Love Island (formerly prefixed by the entirely superfluous word ‘Celebrity’) reared its Medusan head once again on the 4th June on ITV2.

It was, as far as I could tell, at 9pm BST on that Monday that the end of days began as a farm of chlamydia infested fame rats started flexing their abs and prostrating their vulvas towards a drooling audience of millions.

Let me be clear, in case any fans of the show are reading this and can’t handle the multiple syllables – I’m not a big advocate.

A few deep breaths and a mellowing dose of Miss Marple later, it occurred to me that I was in the minority. Love Island is a screaming success story of narcissistic guilty pleasure, albeit one that I can barely understand.

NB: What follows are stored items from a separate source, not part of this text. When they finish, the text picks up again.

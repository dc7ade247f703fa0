use chrono::{DateTime, Utc};
use serde::{Deserialize, Serialize};
use std::collections::VecDeque;
use std::fmt;

/// Number of actions retained in a pet's history
pub const HISTORY_LIMIT: usize = 5;

/// Reserved identity used for scheduler-driven actions
pub const SYSTEM_USER: &str = "system";

/// Mood of the pet, derived from health and the most recent action
#[derive(Clone, Copy, Debug, PartialEq, Eq, Serialize, Deserialize)]
#[serde(rename_all = "lowercase")]
pub enum Mood {
    Neutral,
    Happy,
    Content,
    Sad,
    Dying,
    Angry,
    Dead,
    Revived,
}

impl Mood {
    pub fn as_str(&self) -> &'static str {
        match self {
            Mood::Neutral => "neutral",
            Mood::Happy => "happy",
            Mood::Content => "content",
            Mood::Sad => "sad",
            Mood::Dying => "dying",
            Mood::Angry => "angry",
            Mood::Dead => "dead",
            Mood::Revived => "revived",
        }
    }
}

impl fmt::Display for Mood {
    fn fmt(&self, f: &mut fmt::Formatter<'_>) -> fmt::Result {
        f.write_str(self.as_str())
    }
}

/// Kind of mutation recorded in the action log
#[derive(Clone, Copy, Debug, PartialEq, Eq, Serialize, Deserialize)]
#[serde(rename_all = "lowercase")]
pub enum ActionKind {
    Fed,
    Petted,
    Hit,
    Killed,
    Revived,
    Died,
}

impl ActionKind {
    pub fn as_str(&self) -> &'static str {
        match self {
            ActionKind::Fed => "fed",
            ActionKind::Petted => "petted",
            ActionKind::Hit => "hit",
            ActionKind::Killed => "killed",
            ActionKind::Revived => "revived",
            ActionKind::Died => "died",
        }
    }
}

impl fmt::Display for ActionKind {
    fn fmt(&self, f: &mut fmt::Formatter<'_>) -> fmt::Result {
        f.write_str(self.as_str())
    }
}

/// A single entry in the pet's action log
#[derive(Clone, Debug, PartialEq, Serialize, Deserialize)]
pub struct Action {
    /// Identity that triggered the action (`system` for decay deaths)
    pub user: String,

    #[serde(rename = "type")]
    pub kind: ActionKind,

    pub timestamp: DateTime<Utc>,
}

/// The single shared pet.
///
/// Cloning produces an independent snapshot that can be handed to any
/// consumer without further synchronization.
#[derive(Clone, Debug, Serialize, Deserialize)]
pub struct Pet {
    pub name: String,

    /// Always within `0..=max_health`; zero means dead
    pub health: u32,

    pub max_health: u32,

    pub mood: Mood,

    pub last_fed: DateTime<Utc>,

    pub last_pet: DateTime<Utc>,

    /// Most recent actions, oldest first, at most `HISTORY_LIMIT` long
    pub actions: VecDeque<Action>,
}

impl Pet {
    /// Create a fresh pet with an empty history.
    ///
    /// The mood starts neutral, or dead when the capped health is zero.
    pub fn new(name: impl Into<String>, health: u32, max_health: u32) -> Self {
        let now = Utc::now();
        let health = health.min(max_health);
        Self {
            name: name.into(),
            health,
            max_health,
            mood: if health == 0 { Mood::Dead } else { Mood::Neutral },
            last_fed: now,
            last_pet: now,
            actions: VecDeque::with_capacity(HISTORY_LIMIT + 1),
        }
    }

    pub fn is_dead(&self) -> bool {
        self.health == 0
    }

    /// Append an action and evict from the front past the history limit
    pub(crate) fn record_action(&mut self, user: &str, kind: ActionKind) {
        self.actions.push_back(Action {
            user: user.to_string(),
            kind,
            timestamp: Utc::now(),
        });
        while self.actions.len() > HISTORY_LIMIT {
            self.actions.pop_front();
        }
    }

    /// Add health, saturating at `max_health`
    pub(crate) fn heal(&mut self, amount: u32) {
        self.health = self.health.saturating_add(amount).min(self.max_health);
    }

    /// Remove health, saturating at zero
    pub(crate) fn wound(&mut self, amount: u32) {
        self.health = self.health.saturating_sub(amount);
    }
}

/// Update message fanned out to every subscriber
#[derive(Clone, Debug, Serialize, Deserialize)]
pub struct GameUpdate {
    pub pet: Pet,

    /// Human-readable description; `None` for decay ticks
    pub message: Option<String>,
}
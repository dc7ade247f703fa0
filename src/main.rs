use anyhow::{Context, Result};
use jankypet::api::create_app;
use jankypet::config::load_or_default;
use jankypet::state::{run_decay_scheduler, GameState};
use std::sync::Arc;
use tracing::info;

#[tokio::main]
async fn main() -> Result<()> {
    // Initialize tracing subscriber
    tracing_subscriber::fmt()
        .with_env_filter(
            tracing_subscriber::EnvFilter::try_from_default_env()
                .unwrap_or_else(|_| "jankypet=info".into()),
        )
        .init();

    info!("Jankypet starting...");

    let config_path =
        std::env::var("JANKYPET_CONFIG").unwrap_or_else(|_| "jankypet.toml".to_string());
    let config = load_or_default(&config_path).context("Failed to load configuration")?;

    info!(
        config_path = %config_path,
        pet_name = %config.game.pet_name,
        decay_interval_seconds = config.game.decay_interval_seconds,
        bind = %config.server.bind_address(),
        "Configuration loaded"
    );

    // The one game state, shared by the scheduler and every session
    let game = Arc::new(GameState::new(&config.game));

    tokio::spawn(run_decay_scheduler(
        Arc::clone(&game),
        config.game.decay_period(),
    ));

    let app = create_app(Arc::clone(&game));
    let listener = tokio::net::TcpListener::bind(config.server.bind_address())
        .await
        .context("Failed to bind server address")?;
    info!(address = %config.server.bind_address(), "Jankypet listening");

    let server_handle = tokio::spawn(async move {
        if let Err(e) = axum::serve(listener, app).await {
            tracing::error!(error = %e, "Server error");
        }
    });

    // Wait for shutdown signal
    tokio::signal::ctrl_c()
        .await
        .context("Failed to listen for ctrl_c signal")?;
    info!("Shutdown signal received");

    server_handle.abort();
    info!("Jankypet stopped");

    Ok(())
}
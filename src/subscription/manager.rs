use crate::state::{GameState, GameUpdate, Pet};
use crate::subscription::protocol::{ClientMessage, ServerMessage};
use crate::view;
use axum::extract::ws::{Message, WebSocket};
use futures::{Sink, SinkExt, StreamExt};
use std::sync::Arc;
use tokio::sync::mpsc;
use tracing::{debug, error, info, warn};

/// Manages a single player session over a WebSocket
pub struct SessionManager {
    user: String,
    state: Arc<GameState>,
    /// Most recent message shown in the rendered view
    last_message: Option<String>,
}

impl SessionManager {
    pub fn new(user: impl Into<String>, state: Arc<GameState>) -> Self {
        Self {
            user: user.into(),
            state,
            last_message: None,
        }
    }

    /// Handle the session lifecycle until the client quits, disconnects or
    /// the subscription channel is closed.
    pub async fn handle(mut self, socket: WebSocket, mut updates: mpsc::Receiver<GameUpdate>) {
        info!(user = %self.user, "Session started");

        let (mut sender, mut receiver) = socket.split();

        let initial = self.render_update(self.state.snapshot(), None);
        if let Err(e) = send_message(&mut sender, &initial).await {
            error!(user = %self.user, error = %e, "Failed to send initial state");
            self.close(&updates);
            return;
        }

        loop {
            tokio::select! {
                // Handle incoming client messages
                msg = receiver.next() => {
                    match msg {
                        Some(Ok(Message::Text(text))) => {
                            let Some(reply) = self.handle_client_message(&text) else {
                                info!(user = %self.user, "Client quit");
                                break;
                            };
                            if let Err(e) = send_message(&mut sender, &reply).await {
                                error!(user = %self.user, error = %e, "Failed to send reply");
                                break;
                            }
                        }
                        Some(Ok(Message::Close(_))) | None => {
                            info!(user = %self.user, "WebSocket client disconnected");
                            break;
                        }
                        Some(Ok(Message::Ping(data))) => {
                            if let Err(e) = sender.send(Message::Pong(data)).await {
                                error!(error = %e, "Failed to send pong");
                                break;
                            }
                        }
                        Some(Ok(_)) => {
                            // Ignore binary, pong messages
                        }
                        Some(Err(e)) => {
                            warn!(user = %self.user, error = %e, "WebSocket error");
                            break;
                        }
                    }
                }

                // Forward fan-out updates
                update = updates.recv() => {
                    match update {
                        Some(update) => {
                            let msg = self.on_update(update);
                            if let Err(e) = send_message(&mut sender, &msg).await {
                                error!(user = %self.user, error = %e, "Failed to send update");
                                break;
                            }
                        }
                        None => {
                            info!(user = %self.user, "Subscription closed");
                            break;
                        }
                    }
                }
            }
        }

        self.close(&updates);
        info!(user = %self.user, "Session ended");
    }

    /// Unsubscribe unless a newer session has taken over this identity
    fn close(&self, updates: &mpsc::Receiver<GameUpdate>) {
        self.state.unsubscribe_if_current(&self.user, updates);
    }

    /// Apply a client command. Returns `None` when the client quits.
    pub fn handle_client_message(&mut self, text: &str) -> Option<ServerMessage> {
        let command = match ClientMessage::parse(text) {
            Ok(command) => command,
            Err(e) => {
                debug!(user = %self.user, error = %e, "Invalid client message");
                return Some(ServerMessage::error(e.to_string()));
            }
        };

        let outcome = match command {
            ClientMessage::Feed => self.state.feed_outcome(&self.user),
            ClientMessage::Pet => self.state.caress_outcome(&self.user),
            ClientMessage::Hit => self.state.strike_outcome(&self.user),
            ClientMessage::Quit => return None,
        };

        self.last_message = Some(outcome.message.clone());
        let view = view::render(&outcome.pet, &self.user, Some(&outcome.message));
        Some(ServerMessage::ActionResult {
            message: outcome.message,
            view,
        })
    }

    /// Turn a fan-out update into a frame for this client
    pub fn on_update(&mut self, update: GameUpdate) -> ServerMessage {
        if let Some(message) = update.message.as_ref().filter(|m| !m.is_empty()) {
            self.last_message = Some(message.clone());
        }
        self.render_update(update.pet, update.message)
    }

    fn render_update(&self, pet: Pet, message: Option<String>) -> ServerMessage {
        let view = view::render(&pet, &self.user, self.last_message.as_deref());
        ServerMessage::Update { pet, message, view }
    }
}

async fn send_message<S>(sender: &mut S, msg: &ServerMessage) -> anyhow::Result<()>
where
    S: Sink<Message, Error = axum::Error> + Unpin,
{
    let json = serde_json::to_string(msg)?;
    sender.send(Message::Text(json)).await?;
    Ok(())
}
use crate::state::{GameState, GameUpdate};
use std::sync::Arc;
use std::time::Duration;
use tokio::time::{interval, MissedTickBehavior};
use tracing::{info, trace};

/// Periodically decay the pet's health and broadcast the result
///
/// Runs for the lifetime of the process. Every tick broadcasts a snapshot
/// with no message, including ticks where the pet is already dead and
/// nothing changed.
pub async fn run_decay_scheduler(state: Arc<GameState>, period: Duration) {
    let mut ticker = interval(period);

    // Skip missed ticks to prevent a burst of decay after a stall
    ticker.set_missed_tick_behavior(MissedTickBehavior::Skip);

    // The first tick completes immediately; decay starts one period in
    ticker.tick().await;

    info!(period_ms = period.as_millis() as u64, "Decay scheduler started");

    loop {
        ticker.tick().await;

        let pet = state.decay_tick();
        trace!(health = pet.health, mood = %pet.mood, "Decay tick");

        state.broadcast(GameUpdate { pet, message: None });
    }
}
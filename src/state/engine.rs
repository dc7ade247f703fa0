use crate::config::GameConfig;
use crate::state::entity::{ActionKind, GameUpdate, Mood, Pet, SYSTEM_USER};
use crate::state::subscribers::{FanOutReport, SubscriberRegistry};
use chrono::Utc;
use std::sync::{PoisonError, RwLock, RwLockReadGuard, RwLockWriteGuard};
use tokio::sync::mpsc;
use tracing::{debug, info};

/// Health restored by feeding
pub const FEED_AMOUNT: u32 = 15;

/// Health restored by petting
pub const CARESS_AMOUNT: u32 = 5;

/// Health removed by a hit
pub const STRIKE_DAMAGE: u32 = 20;

/// Health a dead pet comes back with when fed
pub const REVIVE_HEALTH: u32 = 30;

/// Health removed per decay tick
pub const DECAY_AMOUNT: u32 = 1;

/// Below this health the decay tick sets the mood to `dying`
pub const DYING_THRESHOLD: u32 = 20;

/// Below this health the decay tick sets the mood to `sad`
pub const SAD_THRESHOLD: u32 = 40;

/// Result of a player action: the caller-facing message and the pet
/// exactly as that action left it
#[derive(Clone, Debug)]
pub struct ActionOutcome {
    pub message: String,
    pub pet: Pet,
}

struct Inner {
    pet: Pet,
    subscribers: SubscriberRegistry,
}

/// Game state holds the one shared pet and the subscriber registry.
///
/// A single read/write lock guards both. Mutations hold the write lock only
/// long enough to update the pet and copy a snapshot; fan-out runs after the
/// write lock is released, under the read lock.
pub struct GameState {
    inner: RwLock<Inner>,
}

impl GameState {
    /// Create game state with a fresh pet built from `config`
    pub fn new(config: &GameConfig) -> Self {
        let pet = Pet::new(
            config.pet_name.clone(),
            config.initial_health,
            config.max_health,
        );

        info!(
            name = %pet.name,
            health = pet.health,
            max_health = pet.max_health,
            "Pet created"
        );

        Self {
            inner: RwLock::new(Inner {
                pet,
                subscribers: SubscriberRegistry::new(),
            }),
        }
    }

    fn read(&self) -> RwLockReadGuard<'_, Inner> {
        self.inner.read().unwrap_or_else(PoisonError::into_inner)
    }

    fn write(&self) -> RwLockWriteGuard<'_, Inner> {
        self.inner.write().unwrap_or_else(PoisonError::into_inner)
    }

    /// Register `user` and return its delivery channel.
    ///
    /// Subscribing an identity that is already registered replaces its
    /// channel and closes the previous one.
    pub fn subscribe(&self, user: &str) -> mpsc::Receiver<GameUpdate> {
        let mut inner = self.write();
        let replaced = inner.subscribers.is_connected(user);
        let rx = inner.subscribers.register(user);

        info!(
            user = %user,
            replaced = replaced,
            subscribers = inner.subscribers.len(),
            "User subscribed"
        );
        rx
    }

    /// Deregister `user` and close its channel. Unknown users are a no-op.
    pub fn unsubscribe(&self, user: &str) {
        let mut inner = self.write();
        if inner.subscribers.deregister(user) {
            info!(
                user = %user,
                subscribers = inner.subscribers.len(),
                "User unsubscribed"
            );
        }
    }

    /// Deregister `user` only while `updates` is still its live channel.
    ///
    /// A later subscription under the same identity drops the previous
    /// sender under the write lock, so a closed `updates` means the
    /// registration now belongs to another session. Returns whether the
    /// identity was removed.
    pub fn unsubscribe_if_current(
        &self,
        user: &str,
        updates: &mpsc::Receiver<GameUpdate>,
    ) -> bool {
        let mut inner = self.write();
        if updates.is_closed() {
            debug!(user = %user, "Channel already replaced, keeping registration");
            return false;
        }

        let removed = inner.subscribers.deregister(user);
        if removed {
            info!(
                user = %user,
                subscribers = inner.subscribers.len(),
                "User unsubscribed"
            );
        }
        removed
    }

    /// Point-in-time copy of the pet
    pub fn snapshot(&self) -> Pet {
        self.read().pet.clone()
    }

    /// Identities currently subscribed, sorted
    pub fn connected_users(&self) -> Vec<String> {
        self.read().subscribers.connected_users()
    }

    pub fn subscriber_count(&self) -> usize {
        self.read().subscribers.len()
    }

    /// Deliver `update` to every subscriber without blocking.
    pub fn broadcast(&self, update: GameUpdate) -> FanOutReport {
        let report = self.read().subscribers.fan_out(&update);
        if report.dropped > 0 {
            debug!(
                delivered = report.delivered,
                dropped = report.dropped,
                "Broadcast dropped updates for slow subscribers"
            );
        }
        report
    }

    /// Feed the pet, reviving it if it is dead
    pub fn feed(&self, user: &str) -> String {
        self.feed_outcome(user).message
    }

    /// Feed the pet and return the message with the pet as this feed left it
    pub fn feed_outcome(&self, user: &str) -> ActionOutcome {
        let (pet, revived) = {
            let mut inner = self.write();
            let pet = &mut inner.pet;

            let revived = if pet.is_dead() {
                pet.health = REVIVE_HEALTH.min(pet.max_health);
                pet.mood = Mood::Revived;
                pet.record_action(user, ActionKind::Revived);
                true
            } else {
                pet.heal(FEED_AMOUNT);
                pet.last_fed = Utc::now();
                pet.mood = Mood::Happy;
                pet.record_action(user, ActionKind::Fed);
                false
            };

            (pet.clone(), revived)
        };

        let name = pet.name.clone();
        debug!(user = %user, revived = revived, health = pet.health, "Pet fed");

        let (broadcast, message) = if revived {
            (
                format!("{} revived {}!", user, name),
                format!("You revived {}!", name),
            )
        } else {
            (
                format!("{} fed {}!", user, name),
                format!("You fed {}!", name),
            )
        };

        self.broadcast(GameUpdate {
            pet: pet.clone(),
            message: Some(broadcast),
        });
        ActionOutcome { message, pet }
    }

    /// Pet the pet. Dead pets cannot be petted.
    pub fn caress(&self, user: &str) -> String {
        self.caress_outcome(user).message
    }

    pub fn caress_outcome(&self, user: &str) -> ActionOutcome {
        let pet = {
            let mut inner = self.write();
            let pet = &mut inner.pet;

            if pet.is_dead() {
                return ActionOutcome {
                    message: "Can't pet a dead pet!".to_string(),
                    pet: pet.clone(),
                };
            }

            pet.heal(CARESS_AMOUNT);
            pet.last_pet = Utc::now();
            if pet.mood != Mood::Happy {
                pet.mood = Mood::Content;
            }
            pet.record_action(user, ActionKind::Petted);

            pet.clone()
        };

        let name = pet.name.clone();
        debug!(user = %user, health = pet.health, mood = %pet.mood, "Pet petted");

        self.broadcast(GameUpdate {
            pet: pet.clone(),
            message: Some(format!("{} petted {}!", user, name)),
        });
        ActionOutcome {
            message: format!("You petted {}!", name),
            pet,
        }
    }

    /// Hit the pet, killing it if health drops to zero
    pub fn strike(&self, user: &str) -> String {
        self.strike_outcome(user).message
    }

    pub fn strike_outcome(&self, user: &str) -> ActionOutcome {
        let pet = {
            let mut inner = self.write();
            let pet = &mut inner.pet;

            if pet.is_dead() {
                return ActionOutcome {
                    message: "Stop! It's already dead!".to_string(),
                    pet: pet.clone(),
                };
            }

            pet.wound(STRIKE_DAMAGE);
            if pet.is_dead() {
                pet.mood = Mood::Dead;
                pet.record_action(user, ActionKind::Killed);
            } else {
                pet.mood = Mood::Angry;
                pet.record_action(user, ActionKind::Hit);
            }

            pet.clone()
        };

        let name = pet.name.clone();
        let killed = pet.is_dead();
        debug!(user = %user, health = pet.health, killed = killed, "Pet hit");

        self.broadcast(GameUpdate {
            pet: pet.clone(),
            message: Some(format!("{} hit {}!", user, name)),
        });

        let message = if killed {
            format!("You killed {}! 💀", name)
        } else {
            format!("You hit {}! 😢", name)
        };
        ActionOutcome { message, pet }
    }

    /// Apply one decay step and return the resulting snapshot.
    ///
    /// Dead pets are left untouched. Decay only lowers the mood tier.
    pub fn decay_tick(&self) -> Pet {
        let mut inner = self.write();
        let pet = &mut inner.pet;

        if !pet.is_dead() {
            pet.wound(DECAY_AMOUNT);

            if pet.is_dead() {
                pet.mood = Mood::Dead;
                pet.record_action(SYSTEM_USER, ActionKind::Died);
                info!(name = %pet.name, "Pet died from neglect");
            } else if pet.health < DYING_THRESHOLD {
                pet.mood = Mood::Dying;
            } else if pet.health < SAD_THRESHOLD {
                pet.mood = Mood::Sad;
            }
        }

        pet.clone()
    }

    #[cfg(test)]
    pub(crate) fn set_health(&self, health: u32) {
        let mut inner = self.write();
        inner.pet.health = health.min(inner.pet.max_health);
        if inner.pet.health == 0 {
            inner.pet.mood = Mood::Dead;
        }
    }
}

impl Default for GameState {
    fn default() -> Self {
        Self::new(&GameConfig::default())
    }
}
use crate::api::{normalize_user, ApiError, AppState};
use crate::state::{ActionOutcome, GameState, Pet};
use axum::{
    extract::State,
    response::Json,
    routing::post,
    Router,
};
use serde::{Deserialize, Serialize};
use std::sync::Arc;
use tracing::info;

/// Action request body
#[derive(Deserialize)]
pub struct ActionRequest {
    pub user: Option<String>,
}

/// Action response: the caller-facing message and the resulting pet
#[derive(Serialize)]
pub struct ActionResponse {
    pub message: String,
    pub pet: Pet,
}

/// Create action API router
pub fn create_action_router(state: Arc<AppState>) -> Router {
    Router::new()
        .route("/api/pet/feed", post(feed))
        .route("/api/pet/pet", post(caress))
        .route("/api/pet/hit", post(strike))
        .with_state(state)
}

fn run_action(
    state: &AppState,
    request: ActionRequest,
    name: &str,
    action: fn(&GameState, &str) -> ActionOutcome,
) -> Result<Json<ActionResponse>, ApiError> {
    let user = normalize_user(request.user.as_deref())?;
    let ActionOutcome { message, pet } = action(&state.game, &user);

    info!(user = %user, action = name, "Action received");

    Ok(Json(ActionResponse { message, pet }))
}

/// POST /api/pet/feed - Feed (or revive) the pet
async fn feed(
    State(state): State<Arc<AppState>>,
    Json(request): Json<ActionRequest>,
) -> Result<Json<ActionResponse>, ApiError> {
    run_action(&state, request, "feed", GameState::feed_outcome)
}

/// POST /api/pet/pet - Pet the pet
async fn caress(
    State(state): State<Arc<AppState>>,
    Json(request): Json<ActionRequest>,
) -> Result<Json<ActionResponse>, ApiError> {
    run_action(&state, request, "pet", GameState::caress_outcome)
}

/// POST /api/pet/hit - Hit the pet
async fn strike(
    State(state): State<Arc<AppState>>,
    Json(request): Json<ActionRequest>,
) -> Result<Json<ActionResponse>, ApiError> {
    run_action(&state, request, "hit", GameState::strike_outcome)
}
//! DPI scale transform: design-resolution units to printer pixels.
//!
//! The transform is pure. It clones the document rather than mutating it
//! in place, so repeated preview/generate cycles can run while the editing
//! session keeps mutating the original.

use tracing::debug;

use crate::document::LabelDocument;
use crate::element::ElementKind;

#[derive(Debug, thiserror::Error)]
pub enum ScaleError {
    #[error("scale factor must be a positive finite number, got {0}")]
    InvalidFactor(f64),

    #[error("DPI values must be positive, got printer={printer} design={design}")]
    InvalidDpi { printer: f64, design: f64 },
}

/// A document with all coordinates in printer pixels, plus the pixel
/// canvas the printer must allocate for it.
#[derive(Debug, Clone, PartialEq)]
pub struct ScaledDocument {
    pub pixel_width: u32,
    pub pixel_height: u32,
    pub document: LabelDocument,
}

/// Compute the printer/design scale factor as a true floating ratio.
///
/// 304/96 is ≈3.1667, not 3 — truncating to an integer ratio shrinks the
/// output by over 5% and is rejected here.
pub fn scale_factor(printer_dpi: f64, design_dpi: f64) -> Result<f64, ScaleError> {
    if printer_dpi <= 0.0 || design_dpi <= 0.0 {
        return Err(ScaleError::InvalidDpi { printer: printer_dpi, design: design_dpi });
    }
    Ok(printer_dpi / design_dpi)
}

/// Scale a document by `factor` without touching the source.
///
/// Geometry (x, y, width, height) scales for every element; font size
/// scales for text elements. The pixel canvas is the ceiling of the scaled
/// label dimensions.
pub fn scale_document(doc: &LabelDocument, factor: f64) -> Result<ScaledDocument, ScaleError> {
    if !factor.is_finite() || factor <= 0.0 {
        return Err(ScaleError::InvalidFactor(factor));
    }

    let mut scaled = doc.clone();
    scaled.width = doc.width * factor;
    scaled.height = doc.height * factor;
    for el in &mut scaled.elements {
        el.x *= factor;
        el.y *= factor;
        el.width *= factor;
        el.height *= factor;
        if el.kind == ElementKind::Text {
            el.font_size *= factor;
        }
    }

    let pixel_width = scaled.width.ceil() as u32;
    let pixel_height = scaled.height.ceil() as u32;
    debug!(factor, pixel_width, pixel_height, "Scaled document");

    Ok(ScaledDocument { pixel_width, pixel_height, document: scaled })
}
//! Project file persistence: LabelDocument <-> JSON.
//!
//! Binary payloads travel as base64 strings in the JSON representation and
//! must round-trip byte-exactly. Malformed input is reported distinctly
//! from plain I/O failure so the caller can tell a broken file from a
//! missing one.

use std::path::Path;

use tracing::info;

use crate::document::LabelDocument;

#[derive(Debug, thiserror::Error)]
pub enum SerializationError {
    #[error("malformed project file: {0}")]
    Malformed(#[from] serde_json::Error),

    #[error("project file I/O failed: {0}")]
    IoFailure(#[from] std::io::Error),
}

/// Serialize a document to pretty-printed project JSON.
pub fn save(doc: &LabelDocument) -> Result<String, SerializationError> {
    Ok(serde_json::to_string_pretty(doc)?)
}

/// Parse project JSON back into a document.
pub fn load(json: &str) -> Result<LabelDocument, SerializationError> {
    Ok(serde_json::from_str(json)?)
}

/// Save a document to a file path.
pub fn save_to_file(doc: &LabelDocument, path: &Path) -> Result<(), SerializationError> {
    let json = save(doc)?;
    std::fs::write(path, json)?;
    info!(path = %path.display(), "Saved project");
    Ok(())
}

/// Load a document from a file path.
pub fn load_from_file(path: &Path) -> Result<LabelDocument, SerializationError> {
    let json = std::fs::read_to_string(path)?;
    let doc = load(&json)?;
    info!(path = %path.display(), elements = doc.elements.len(), "Loaded project");
    Ok(doc)
}

/// Serde adapter: `Option<Vec<u8>>` as a base64 string or null.
pub mod base64_bytes {
    use base64::engine::general_purpose::STANDARD;
    use base64::Engine;
    use serde::{Deserialize, Deserializer, Serializer};

    pub fn serialize<S: Serializer>(data: &Option<Vec<u8>>, ser: S) -> Result<S::Ok, S::Error> {
        match data {
            Some(bytes) => ser.serialize_str(&STANDARD.encode(bytes)),
            None => ser.serialize_none(),
        }
    }

    pub fn deserialize<'de, D: Deserializer<'de>>(de: D) -> Result<Option<Vec<u8>>, D::Error> {
        let text: Option<String> = Option::deserialize(de)?;
        match text {
            Some(s) => STANDARD
                .decode(s.as_bytes())
                .map(Some)
                .map_err(serde::de::Error::custom),
            None => Ok(None),
        }
    }
}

So in the guise of ‘know thy enemy’ I realised I needed to gain a better understanding of its popularity. So I watched an episode.

In fact, no, I didn’t – I lasted 7 minutes and 52 seconds into episode 44. Dani cried. Jack looked sunburnt (or just really ashamed at the lie detector results). Alexandra sobbed. I joined her. Unbelievably, it was worse than I could’ve ever imagined.

Where had this come from? And why does it exist at all? I felt the need to find out.

We’ve had due warning, of course. Parody & satire have always been the ammo of choice for the enlightened and more recently comedians have constantly yet subtly butchered the TV shows that sit in the ethereal mist somewhere between zeitgeist and lobotomy. It’s what we do especially well in the UK through the likes of Keith Lemon, Alan Carr and Sacha Baron Cohen.

Ben Elton took advantage of the fame-diarrhoea factory that was Big Brother in his 2001 novel ‘Dead Famous’. That story worked a treat – the format for his other-universe reality porn held the public responsible for killing off contestants if they kept watching. It worked – even in the early Y2K era it rang horribly true but we, the viewing public, reassured ourselves that such absurdity was just a vividly imagined dystopia in our Never Never future.

Not so now.

It’s not the contestant’s fault, is it? They’re simply simpletons who’ve worked hard on teeth whitening, ethical flushing and sit-ups in order to grab their one and only chance of fame and fortune, battling harsh back stories (like having Danny Dyer as your dad) and a lost cerebral circulation that directs oxygenated blood from their cortex to their cocks.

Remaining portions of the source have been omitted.